Two kinds of lossless compression techniques are Huffman coding, and arithematic coding are very
common forms.

The research of Ziv and Lempel led to a family of compression methods based on the idea of replacing a group of characters by a reference to an earlier occurrence of that same group.
The authors explore one particular form of this compression method which restricts the references so that they can only point into a finite sliding window of text. Their aim is clearly to develop a practical compression algorithm. In particular, the authors attempt to achieve good compression performance, but at the same time they want fast compression and decompression algorithms with reasonable storage requirements. As far as compression performance is concerned, the algorithms are definitely successful; the figures reported in the paper indicate that they achieve compression similar to or better than competing methods. The compression performance of these algorithms is also good on relatively small files, whereas many other methods achieve their best performance only on very large files. Unfortunately, the authors do not provide all the data needed to compare execution time requirements. I was particularly disappointed to find that they make no speed comparison with the ZLW (Ziv-Lempel-Welch) method, which is provided on most UNIX systems as the compress command and is in widespread use.

Maybe I should clarify my heading question...

There are two types of compression, lossy and lossless.

Lossy compression implies that not all of the data is restored upon decompression, but the signal is "good enough" for human beings not to perceive the difference. A transform or filter bank and
psychoacoustic model are usally involved. In the case of Twin VQ, from NTT, vector quantization is also used.
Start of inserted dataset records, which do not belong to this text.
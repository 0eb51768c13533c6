//! Decision engine
//!
//! A pure rule evaluation over survey facts and image findings. No side
//! effects, no I/O, deterministic.

use serde::{Deserialize, Serialize};

use crate::image::{Claimability, ImageFindings};
use crate::survey::SurveyFacts;

/// Final claim verdict
#[derive(Debug, Clone, Copy, PartialEq, Eq, Serialize, Deserialize)]
#[serde(rename_all = "SCREAMING_SNAKE_CASE")]
pub enum FinalDecision {
    Approved,
    Rejected,
    RequiresReview,
    Error,
}

impl FinalDecision {
    pub fn as_str(&self) -> &'static str {
        match self {
            FinalDecision::Approved => "APPROVED",
            FinalDecision::Rejected => "REJECTED",
            FinalDecision::RequiresReview => "REQUIRES_REVIEW",
            FinalDecision::Error => "ERROR",
        }
    }
}

impl std::fmt::Display for FinalDecision {
    fn fmt(&self, f: &mut std::fmt::Formatter<'_>) -> std::fmt::Result {
        f.write_str(self.as_str())
    }
}

/// Risk tier attached to the verdict
#[derive(Debug, Clone, Copy, PartialEq, Eq, Serialize, Deserialize)]
#[serde(rename_all = "UPPERCASE")]
pub enum RiskLevel {
    Low,
    Medium,
    High,
}

impl RiskLevel {
    pub fn as_str(&self) -> &'static str {
        match self {
            RiskLevel::Low => "LOW",
            RiskLevel::Medium => "MEDIUM",
            RiskLevel::High => "HIGH",
        }
    }
}

impl std::fmt::Display for RiskLevel {
    fn fmt(&self, f: &mut std::fmt::Formatter<'_>) -> std::fmt::Result {
        f.write_str(self.as_str())
    }
}

impl std::str::FromStr for RiskLevel {
    type Err = String;

    fn from_str(s: &str) -> Result<Self, Self::Err> {
        match s {
            "LOW" => Ok(RiskLevel::Low),
            "MEDIUM" => Ok(RiskLevel::Medium),
            "HIGH" => Ok(RiskLevel::High),
            other => Err(format!("unknown risk level '{other}'")),
        }
    }
}

/// Outcome of rule evaluation: verdict, risk tier, and the ordered list of
/// human-readable reasons.
#[derive(Debug, Clone, PartialEq, Serialize, Deserialize)]
pub struct Decision {
    pub final_decision: FinalDecision,
    pub risk_level: RiskLevel,
    pub reasons: Vec<String>,
}

impl Default for Decision {
    fn default() -> Self {
        Self {
            final_decision: FinalDecision::Approved,
            risk_level: RiskLevel::Low,
            reasons: Vec::new(),
        }
    }
}

/// Combines survey facts and image findings into a final decision.
///
/// Rules run in fixed order. Each firing rule appends its reason and
/// overwrites the verdict and risk tier (last writer wins); reasons only
/// accumulate. Missing or absent fields never fire a rule, so partially
/// populated surveys are always safe to evaluate.
pub fn decide(survey: &SurveyFacts, image: &ImageFindings) -> Decision {
    let mut decision = Decision::default();

    match image.claimability {
        Some(Claimability::NotClaimable) => {
            decision.final_decision = FinalDecision::Rejected;
            decision.risk_level = RiskLevel::High;
            decision.reasons.push(
                image
                    .final_reason
                    .clone()
                    .unwrap_or_else(|| "Damage criteria not met".to_string()),
            );
        }
        Some(Claimability::RequiresReview) => {
            decision.final_decision = FinalDecision::RequiresReview;
            decision.risk_level = RiskLevel::Medium;
            decision
                .reasons
                .push("Image evidence requires manual review".to_string());
        }
        Some(Claimability::Claimable) | None => {}
    }

    if survey.claimable_policy() == Some(false) {
        reject(&mut decision, "Policy expired or invalid");
    }

    if survey.alcohol_intoxicated() == Some(true) {
        reject(&mut decision, "Driver Alcohol Intoxication Detected");
    }

    if survey.driver_license_valid() == Some(false) {
        reject(&mut decision, "Driver license invalid");
    }

    // Legacy compatibility with payloads carrying a precomputed verdict
    if survey.prediction.as_deref() == Some("REJECTED") {
        reject(&mut decision, "Survey risk factors failed");
    }

    if decision.reasons.is_empty() {
        decision.reasons.push("All checks passed".to_string());
    }

    decision
}

fn reject(decision: &mut Decision, reason: &str) {
    decision.final_decision = FinalDecision::Rejected;
    decision.risk_level = RiskLevel::High;
    decision.reasons.push(reason.to_string());
}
Examples of lossly audio compression are
AC-3
MPEGx of all flavors
PAC
ATRAC
Twin VQ
ADPCM

Then there is lossless compression. This is where the entropy of the data from Shannon's theorem is
used...huffman coding and arthimetic coding are common techniques used in lossless. Lossless
compression geared towards audio also manipulates the periodicity of the signal. So, no "bit" of audio is lost...just how one "reorders" the information, per bit, is manipulated.

Examples are:
Shorten
HEAR
OggSquish

My question really is asking, "does anyone know of any lossless audio compression algorithms beyond the three listed above and the companys' that have them?"

Chris Boozer wrote:

lossless compression is no differant than data grade compression for a computer the algorithim measures the data stream and throws out data based on a formula this formula when decoded restores all of the extracted data so you save space for storage and lose nothing however on a computer a backup is paramount with compression since and corruption destroyes data.on dvd or cd with decode hardware you can store the data and reconstruct it without loss however the
compression rate is far lower than in implemented dts decoder chips or dolby digital so the best
compression i've read about is 50% reduction maximum.with blue laser light this is practicle for audio but not video.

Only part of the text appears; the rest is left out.